BRICS Is Mounting a Challenge to the US-Led World Order — But for Whom?

Op-Ed | Politics & Elections BRICS Is Mounting a Challenge to the US-Led World Order — But for Whom?

C. J. Polychroniou explores how Brazil, Russia, India, China and South Africa plan to counter the unipolar power of the US and Europe.

The recently concluded 2024 BRICS (an acronym for the combined economies of Brazil, Russia, India, China and South Africa) summit, hosted by Russian President Vladimir Putin in Kazan and attended by scores of Global South leaders, including Chinese President Xi Jinping, Indian Prime Minister Narendra Modi, South African President Cyril Ramaphosa and Iranian President Masoud Pezeshkian, was the largest diplomatic forum in Russia since Putin ordered troops into Ukraine in 2022. With 36 countries attending, and more than 20 of them represented by heads of state, the three-day BRICS bloc of developing economies summit showed that Russia is anything but isolated on the global stage. The meeting highlighted the current geopolitical situation, the sanctions imposed by the United States on China, Russia and Iran, which all participants condemned as “unlawful,” and the need for an alternative payment system. The promotion and development of alternative financial instruments to gain greater independence from the dollar is perhaps the most important concern of the BRICS grouping. Yet no concrete resolutions were made at the 2024 BRICS summit.

Still, there is much more to be read into the 2024 BRICS summit than a big diplomatic win for Putin over Russia’s invasion into Ukraine, which is how most of the mainstream corporate media opted to frame the summit. First, since Putin’s rise to power, multipolarity has been a central focus of Russia’s foreign policy agenda, as it is seen as a counterweight to the global hegemony of the U.S. and its allies. Beijing’s emphasis under the leadership of Xi Jinping is also on building a multipolar world. And more and more countries in the Global South are looking to geopolitical alliances to escape influence and economic dependence on the United States and Europe.

BRICS countries say they seek to provide an alternative to the Western-led world order as they believe it is unfair, inequitable and exploitative. And the grouping has been gaining in strength, size and significance. It is estimated that BRICS countries account for 35 percent of the world economy and 45 percent of the population. In fact, not only have the BRICS countries’ share in world GDP overtaken that of G7, but the world economy relies increasingly on the emerging economies to drive expansion, according to the IMF.

At the present time, the BRICS includes 10 countries — Brazil, China, Egypt, Ethiopia, India, Iran, Russian Federation, Saudi Arabia, South Africa, United Arab Emirates — but more than 30 countries have expressed interest in joining, including NATO-member Turkey.

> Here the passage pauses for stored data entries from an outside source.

use std::path::PathBuf;
use std::time::Duration;

/// Options for launching the Chrome instance that hosts the scraping session
#[derive(Debug, Clone)]
pub struct LaunchOptions {
    /// Run without a visible window
    pub headless: bool,

    pub window_width: u32,
    pub window_height: u32,

    /// Custom Chrome/Chromium binary
    pub chrome_path: Option<PathBuf>,

    /// Persistent profile directory (keeps cookies between runs)
    pub user_data_dir: Option<PathBuf>,

    pub sandbox: bool,

    /// Upper bound for every element wait and page load in the session
    pub page_timeout: Duration,
}

impl Default for LaunchOptions {
    fn default() -> Self {
        Self {
            headless: true,
            window_width: 1280,
            window_height: 900,
            chrome_path: None,
            user_data_dir: None,
            sandbox: true,
            page_timeout: Duration::from_secs(60),
        }
    }
}

impl LaunchOptions {
    pub fn new() -> Self {
        Self::default()
    }

    pub fn headless(mut self, headless: bool) -> Self {
        self.headless = headless;
        self
    }

    pub fn window_size(mut self, width: u32, height: u32) -> Self {
        self.window_width = width;
        self.window_height = height;
        self
    }

    pub fn chrome_path(mut self, path: impl Into<PathBuf>) -> Self {
        self.chrome_path = Some(path.into());
        self
    }

    pub fn user_data_dir(mut self, dir: impl Into<PathBuf>) -> Self {
        self.user_data_dir = Some(dir.into());
        self
    }

    pub fn sandbox(mut self, sandbox: bool) -> Self {
        self.sandbox = sandbox;
        self
    }

    pub fn page_timeout(mut self, timeout: Duration) -> Self {
        self.page_timeout = timeout;
        self
    }
}
use serde::{Deserialize, Serialize};

/// Where the fields of a history listing live in the rendered page
#[derive(Debug, Clone, Serialize, Deserialize, PartialEq)]
pub struct ListingSelectors {
    /// Element that wraps the list; its presence proves the page has the expected shape
    pub container: Option<String>,

    /// One match per history entry (CSS only)
    pub item: String,

    /// Relative to an item
    pub title: Option<String>,
    pub author: Option<String>,
    pub status: Option<String>,

    /// Present when there are no (more) results
    pub no_more: Option<String>,

    /// Link to the next page; its absence ends pagination
    pub next: Option<String>,
}

impl Default for ListingSelectors {
    fn default() -> Self {
        Self {
            container: Some(".cp-batch-actions-list".to_string()),
            item: ".cp-batch-actions-list-item".to_string(),
            title: Some("h2.cp-title .title-content".to_string()),
            author: Some(".cp-by-author-block .author-link".to_string()),
            status: None,
            no_more: Some(".cp-empty-state, .cp-no-results".to_string()),
            next: Some(".cp-pagination .pagination-item--next a".to_string()),
        }
    }
}

/// Raw fields of one listed entry, as read from the page
#[derive(Debug, Clone, Serialize, Deserialize, PartialEq, Default)]
pub struct ListingItem {
    #[serde(default)]
    pub title: Option<String>,

    #[serde(default)]
    pub author: Option<String>,

    #[serde(default)]
    pub status: Option<String>,

    /// Full visible text of the entry; dates are parsed out of it
    #[serde(default)]
    pub text: String,
}

impl ListingItem {
    pub fn new(title: impl Into<String>, text: impl Into<String>) -> Self {
        Self { title: Some(title.into()), text: text.into(), ..Default::default() }
    }

    pub fn with_author(mut self, author: impl Into<String>) -> Self {
        self.author = Some(author.into());
        self
    }
}

/// One rendered page of history
#[derive(Debug, Clone, Serialize, Deserialize, PartialEq, Default)]
pub struct ListingPage {
    /// The page had the expected structure
    pub matched: bool,

    /// The page says nothing follows it
    #[serde(default)]
    pub end_of_results: bool,

    #[serde(default)]
    pub items: Vec<ListingItem>,
}

impl ListingPage {
    pub fn new(items: Vec<ListingItem>) -> Self {
        Self { matched: true, end_of_results: false, items }
    }

    pub fn last(items: Vec<ListingItem>) -> Self {
        Self { matched: true, end_of_results: true, items }
    }

    /// A page whose structure did not match the selectors
    pub fn unmatched() -> Self {
        Self::default()
    }
}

This development speaks volumes of the rising Global South discontent with the U.S.-dominated international order and of the increasing realization on the part of so many people across the non-Western world that Washington has no interest in peace, fairness and justice, and that the U.S. is in fact edging back toward a unipolar world. That said, we need however to distinguish the discontent of the Global South population with the dominance of the United States from the grievances that the ruling classes of these nations express about the current world order, as their own self-preservation is what is of paramount importance to them.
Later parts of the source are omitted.